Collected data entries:
* * * *

//! `is*` predicates. Each checks its first argument and answers `true` or
//! `false`; a missing argument is `false`, never an error.

use super::{bool_str, first, BuiltinRegistry};
use base64::engine::general_purpose::STANDARD;
use base64::Engine as _;
use regex::Regex;
use std::net::IpAddr;
use std::sync::OnceLock;

static EMAIL: OnceLock<Regex> = OnceLock::new();
static URL: OnceLock<Regex> = OnceLock::new();
static DOMAIN: OnceLock<Regex> = OnceLock::new();
static MAC: OnceLock<Regex> = OnceLock::new();
static UUID: OnceLock<Regex> = OnceLock::new();

fn pattern(cell: &'static OnceLock<Regex>, source: &str) -> &'static Regex {
    cell.get_or_init(|| Regex::new(source).expect("static pattern"))
}

fn is_email(s: &str) -> bool {
    pattern(&EMAIL, r"^[a-zA-Z0-9._%+-]+@[a-zA-Z0-9.-]+\.[a-zA-Z]{2,}$").is_match(s)
}

/// `scheme://host[...]`
fn is_url(s: &str) -> bool {
    pattern(&URL, r"^[a-zA-Z][a-zA-Z0-9+.-]*://[^\s/?#]+(?:[/?#]\S*)?$").is_match(s)
}

fn is_domain(s: &str) -> bool {
    s.len() <= 253
        && pattern(
            &DOMAIN,
            r"^(?:[a-z0-9](?:[a-z0-9-]{0,61}[a-z0-9])?\.)*[a-z0-9](?:[a-z0-9-]{0,61}[a-z0-9])?$",
        )
        .is_match(&s.to_ascii_lowercase())
}

fn is_mac(s: &str) -> bool {
    // One separator throughout, colons or dashes.
    pattern(
        &MAC,
        r"^(?:[0-9a-fA-F]{2}:){5}[0-9a-fA-F]{2}$|^(?:[0-9a-fA-F]{2}-){5}[0-9a-fA-F]{2}$",
    )
    .is_match(s)
}

fn is_uuid(s: &str) -> bool {
    pattern(
        &UUID,
        r"^[0-9a-f]{8}-[0-9a-f]{4}-[0-9a-f]{4}-[0-9a-f]{4}-[0-9a-f]{12}$",
    )
    .is_match(&s.to_ascii_lowercase())
}

fn is_hex_digest(s: &str, len: usize) -> bool {
    s.len() == len && s.bytes().all(|b| matches!(b, b'0'..=b'9' | b'a'..=b'f'))
}

fn is_cidr(s: &str) -> bool {
    let Some((addr, prefix)) = s.split_once('/') else {
        return false;
    };
    let max = match addr.parse::<IpAddr>() {
        Ok(IpAddr::V4(_)) => 32,
        Ok(IpAddr::V6(_)) => 128,
        Err(_) => return false,
    };
    prefix.parse::<u8>().is_ok_and(|p| p <= max)
}

fn non_empty_all(s: &str, pred: impl Fn(char) -> bool) -> bool {
    !s.is_empty() && s.chars().all(pred)
}

fn register_check(r: &mut BuiltinRegistry, name: &str, description: &str, check: fn(&str) -> bool) {
    r.register(name, description, &format!("{name} VALUE"), move |a: &[String]| {
        Ok(bool_str(check(first(a))))
    });
}

pub(super) fn register(r: &mut BuiltinRegistry) {
    let checks: [(&str, &str, fn(&str) -> bool); 18] = [
        ("isint", "Check for an integer", |s: &str| s.parse::<i64>().is_ok()),
        ("isfloat", "Check for a number", |s: &str| s.parse::<f64>().is_ok()),
        ("isalpha", "Check for ASCII letters only", |s: &str| {
            non_empty_all(s, |c| c.is_ascii_alphabetic())
        }),
        ("isalnum", "Check for ASCII letters and digits only", |s: &str| {
            non_empty_all(s, |c| c.is_ascii_alphanumeric())
        }),
        ("isnumeric", "Check for decimal digits only", |s: &str| {
            non_empty_all(s, |c| c.is_ascii_digit())
        }),
        ("ishex", "Check for hexadecimal digits", |s: &str| {
            non_empty_all(s.strip_prefix("0x").unwrap_or(s), |c| c.is_ascii_hexdigit())
        }),
        ("isbinary", "Check for binary digits", |s: &str| {
            non_empty_all(s, |c| matches!(c, '0' | '1'))
        }),
        ("isuuid", "Check for a UUID", is_uuid),
        ("isbase64", "Check for valid base64", |s: &str| {
            !s.is_empty() && STANDARD.decode(s).is_ok()
        }),
        ("ismd5", "Check for an MD5 hex digest", |s: &str| is_hex_digest(s, 32)),
        ("issha1", "Check for a SHA-1 hex digest", |s: &str| is_hex_digest(s, 40)),
        ("issha256", "Check for a SHA-256 hex digest", |s: &str| is_hex_digest(s, 64)),
        ("isjson", "Check for valid JSON", |s: &str| {
            serde_json::from_str::<serde_json::Value>(s).is_ok()
        }),
        ("isemail", "Check for an email address", is_email),
        ("isurl", "Check for an absolute URL", is_url),
        ("isdomain", "Check for a domain name", is_domain),
        ("ismac", "Check for a MAC address", is_mac),
        ("iscidr", "Check for CIDR notation", is_cidr),
    ];
    for (name, description, check) in checks {
        register_check(r, name, description, check);
    }
    r.register("isport", "Check for a TCP/UDP port (1-65535)", "isport VALUE", |a: &[String]| {
        Ok(bool_str(first(a).parse::<u16>().is_ok_and(|p| p > 0)))
    });
}

#[cfg(test)]
mod tests {
    use crate::builtins::{args, BuiltinRegistry};

    fn check(name: &str, value: &str) -> bool {
        let out = BuiltinRegistry::with_defaults()
            .execute(name, &args(&[value]))
            .unwrap();
        out == "true"
    }

    #[test]
    fn numbers() {
        assert!(check("isint", "-42"));
        assert!(!check("isint", "4.2"));
        assert!(check("isfloat", "4.2"));
        assert!(check("isnumeric", "0042"));
        assert!(!check("isnumeric", "-1"));
        assert!(check("ishex", "0xdeadBEEF"));
        assert!(!check("ishex", "0x"));
        assert!(check("isbinary", "0101"));
    }

    #[test]
    fn ports() {
        assert!(check("isport", "443"));
        assert!(check("isport", "65535"));
        assert!(!check("isport", "0"));
        assert!(!check("isport", "65536"));
        assert!(!check("isport", "http"));
    }

    #[test]
    fn text_classes() {
        assert!(check("isalpha", "abcXYZ"));
        assert!(!check("isalpha", "abc1"));
        assert!(!check("isalpha", ""));
        assert!(check("isalnum", "abc123"));
        assert!(!check("isalnum", "a-b"));
    }

    #[test]
    fn network_shapes() {
        assert!(check("isemail", "admin@example.com"));
        assert!(!check("isemail", "admin@localhost"));
        assert!(check("isurl", "https://example.com/a?b=c"));
        assert!(check("isurl", "ftp://10.0.0.1"));
        assert!(!check("isurl", "example.com"));
        assert!(!check("isurl", "http://"));
        assert!(check("isdomain", "Sub.Example.com"));
        assert!(!check("isdomain", "-bad.com"));
        assert!(check("ismac", "00:1A:2b:3C:4d:5E"));
        assert!(check("ismac", "00-1a-2b-3c-4d-5e"));
        assert!(!check("ismac", "00:1a-2b:3c:4d:5e"));
        assert!(check("iscidr", "10.0.0.0/8"));
        assert!(check("iscidr", "fe80::/64"));
        assert!(!check("iscidr", "10.0.0.0/33"));
        assert!(!check("iscidr", "10.0.0.0"));
    }

    #[test]
    fn encodings_and_digests() {
        assert!(check("isuuid", "550E8400-e29b-41d4-a716-446655440000"));
        assert!(!check("isuuid", "550e8400e29b41d4a716446655440000"));
        assert!(check("isbase64", "aGVsbG8="));
        assert!(!check("isbase64", "not base64!"));
        assert!(check("ismd5", "900150983cd24fb0d6963f7d28e17f72"));
        assert!(!check("ismd5", "900150983CD24FB0D6963F7D28E17F72"));
        assert!(check("issha1", &"a".repeat(40)));
        assert!(check("issha256", &"0".repeat(64)));
        assert!(check("isjson", r#"{"a": [1, 2]}"#));
        assert!(!check("isjson", "{a}"));
    }

    #[test]
    fn missing_argument_is_false() {
        let out = BuiltinRegistry::with_defaults().execute("isemail", &[]).unwrap();
        assert_eq!(out, "false");
    }
}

* * * *

PROBLEM STATEMENT:
Repeat exactly the lines of the data from the first one through the line with "static EMAIL: OnceLock<Regex>", both of them included.

RESULT:
//! `is*` predicates. Each checks its first argument and answers `true` or
//! `false`; a missing argument is `false`, never an error.

use super::{bool_str, first, BuiltinRegistry};
use base64::engine::general_purpose::STANDARD;
use base64::Engine as _;
use regex::Regex;
use std::net::IpAddr;
use std::sync::OnceLock;

static EMAIL: OnceLock<Regex> = OnceLock::new();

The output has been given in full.